Question :- Whether reversal of Common credit as per Rule 42 of CGST rules is required in case MEIS/SEIS sales?
♦ Under the FTP 2015-20, MEIS/SEIS intends to incentivise exports of goods manufactured in India or produced in India. The duty credit scrips can be utilised to pay customs duties on import of inputs or goods, safeguard duty, anti-dumping duty and any other customs duty under FTP 2015-20. The scrips can also be transferred as well as used for importing goods against them i.e exporters who are able to use the same for their own consumption use the same and exporters who are not able to use for their own consumption sell the same to another person
Relevant Legal Provisions
♦ As per entry number 122A of notification number 2/2017-Central Tax (Rate), dated 28-6-2017, sale of duty credit scrips are exempted from GST.
♦ Section 17(2) of the CGST Act, 2017 (“CGST Act”), which provides that where the goods or services or both are used by a registered person partly for effecting taxable supplies including zero-rated supplies and partly for effecting exempt supplies, the amount of credit shall be restricted to so much of the input tax as is attributable to the said taxable supplies including zero-rated supplies.

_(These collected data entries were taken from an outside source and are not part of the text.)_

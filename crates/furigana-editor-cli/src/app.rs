use std::path::PathBuf;

use crossterm::event::{Event, KeyCode, KeyEvent, KeyEventKind, KeyModifiers};
use furigana_editor_config::{Preferences, Theme};
use furigana_editor_engine::{EditError, EditOutcome, Editor, GateState, InputEvent};

/// What a terminal event asks the app to do.
#[derive(Debug, Clone, PartialEq, Eq)]
pub enum Action {
    Quit,
    ToggleTheme,
    Input(InputEvent),
    None,
}

pub struct App {
    pub editor: Editor,
    pub preferences: Preferences,
    preferences_path: PathBuf,
    /// One-line message shown in the status bar
    pub status: Option<String>,
    pub should_quit: bool,
}

impl App {
    pub fn new(editor: Editor, preferences: Preferences, preferences_path: PathBuf) -> Self {
        Self {
            editor,
            preferences,
            preferences_path,
            status: None,
            should_quit: false,
        }
    }

    pub fn theme(&self) -> Theme {
        self.preferences.theme
    }

    /// Picks up the dictionary loader result, once.
    pub fn tick(&mut self) {
        let before = self.editor.gate_state().clone();
        let after = self.editor.poll_gate();
        if before == *after {
            return;
        }
        self.status = match after {
            GateState::Ready => Some("Dictionary loaded".to_string()),
            GateState::Failed(message) => Some(format!("Dictionary failed to load: {message}")),
            GateState::Loading => None,
        };
    }

    pub fn handle_event(&mut self, event: Event) {
        let action = match event {
            Event::Key(key) => map_key(key),
            Event::Paste(text) => Action::Input(InputEvent::Paste(text)),
            _ => Action::None,
        };
        self.apply(action);
    }

    pub fn apply(&mut self, action: Action) {
        match action {
            Action::Quit => self.should_quit = true,
            Action::ToggleTheme => self.toggle_theme(),
            Action::Input(input) => self.input(input),
            Action::None => {}
        }
    }

    fn toggle_theme(&mut self) {
        let theme = self.preferences.toggle_theme();
        if let Err(e) = self.preferences.save_to_path(&self.preferences_path) {
            log::warn!("Failed to save theme preference: {e}");
            self.status = Some(format!("Theme not saved: {e}"));
            return;
        }
        log::info!("Theme switched to {theme:?}");
    }

    fn input(&mut self, input: InputEvent) {
        match self.editor.handle(input) {
            Ok(EditOutcome::Converted {
                caret_restored: false,
            }) => self.status = Some("Converted; cursor position could not be kept".to_string()),
            Ok(EditOutcome::Converted { .. }) => self.status = None,
            Ok(_) => {}
            Err(EditError::NotReady) => {
                self.status = Some("Still loading the dictionary".to_string());
            }
            Err(e @ EditError::ConverterUnavailable(_)) => self.status = Some(e.to_string()),
            Err(e) => {
                log::warn!("Edit failed: {e}");
                self.status = Some(format!("Edit failed: {e}"));
            }
        }
    }
}

/// Terminals only deliver text an input method has already committed, so
/// Enter never arrives mid-composition here.
pub fn map_key(key: KeyEvent) -> Action {
    if key.kind != KeyEventKind::Press {
        return Action::None;
    }
    let ctrl = key.modifiers.contains(KeyModifiers::CONTROL);
    match key.code {
        KeyCode::Esc => Action::Quit,
        KeyCode::Char('q') if ctrl => Action::Quit,
        KeyCode::Char('t') if ctrl => Action::ToggleTheme,
        KeyCode::Char(_) if ctrl => Action::None,
        KeyCode::Char(c) => Action::Input(InputEvent::Char(c)),
        KeyCode::Enter => Action::Input(InputEvent::Enter { composing: false }),
        KeyCode::Backspace => Action::Input(InputEvent::Backspace),
        KeyCode::Left => Action::Input(InputEvent::Left),
        KeyCode::Right => Action::Input(InputEvent::Right),
        KeyCode::Up => Action::Input(InputEvent::Up),
        KeyCode::Down => Action::Input(InputEvent::Down),
        KeyCode::Home => Action::Input(InputEvent::Home),
        KeyCode::End => Action::Input(InputEvent::End),
        _ => Action::None,
    }
}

In our view, though there is no dispute that sale of SEIS/MEIS scrips is exempted supply. Also it should not be disputed that common credit/ input services like CHA expense is used specifically for Export and SEIS/MEIS is just a By-product of the same. So reversal of ITC related to such services should not be reversed at all. When we critically examine the supreme court decision in Union Of India & Ors vs M/S Hindustan Zinc Ltd on 6 May, 2014, rule 57CC and Rule 6 of the Modvat/ CENVAT Rules respectively require the literal rule of interpretation which needs to be applied, as the language of these was unambiguous in this behalf. Significantly, the question as to whether Rule 57 CC will apply when by- products are cleared without payment of duty came for discussion in that case, and it was in favor of assessee.
Now the only question which needs to be analyzed whether it other common expenses that registered person has used common input/ input services for sale of duty credit scrips and export of services, which are awarded by Government of India under Foreign Trade Policy as an incentive to exporter of goods/services consequently requiring reversal of ITC on common Input Services.
To analyse the above question, it is important to note that MEIS Scrips/SEIS scrips are incentives given by the government of India to exporters of goods/services. Exporters of goods/services incur all expenses primarily for export of goods/services. At the time of incurring expenses of inward supply of common input/input services, objective of the exporter remains export of goods/services and making profit from thereof. Also it is important to note that MEIS sale only occurs when the same cannot be used to pay custom duty and only extra is sold (thus shows that it is not intention of taxpayer to sell the same). Thus in my view, it can be said that incentives in form of scrips are by- products to such exporter of goods/services
Important Case laws upheld on the same ground
Keeping the same view point, high court in JSW STEEL LTD-2015 held the “that credit of that quantity of inputs which are necessary to manufacture the intended quantity of final product will be allowed. If in that process certain unintended by-products emerge as a technical necessity then it cannot be said that part of the said inputs have been used in manufacture of the by-products”
Position held in Excise period (Pre-GST Era)
There is Circular No. 973/07/2013-CX 4th September, 2013 related to pre-GST period ” In view of these provisions it has been decided that such debit of duty in these scrips shall be treated as payment of duty for the purpose of determining the applicability of rule 6 of the Cenvat Credit Rules, 2004. Therefore, it is clarified that in respect of goods cleared availing the benefit of any of notifications no. 29/2012-CE, 30/2012-CE, 31/2012-CE, 32/2012-CE and 33/2012-CE all dated 9 th July, 2012, payment of amount under rule 6(3) of the Cenvat Credit Rules, 2004 is not applicable”
From all the above points, inferences can be drawn from above discussion that exempted supply which is not intentionally effected by registered person but takes place consequent to principal taxable supply cannot be considered as exempted supply for the reversal of common input and input services whose quantum is not affected by the quantum of such exempted supply.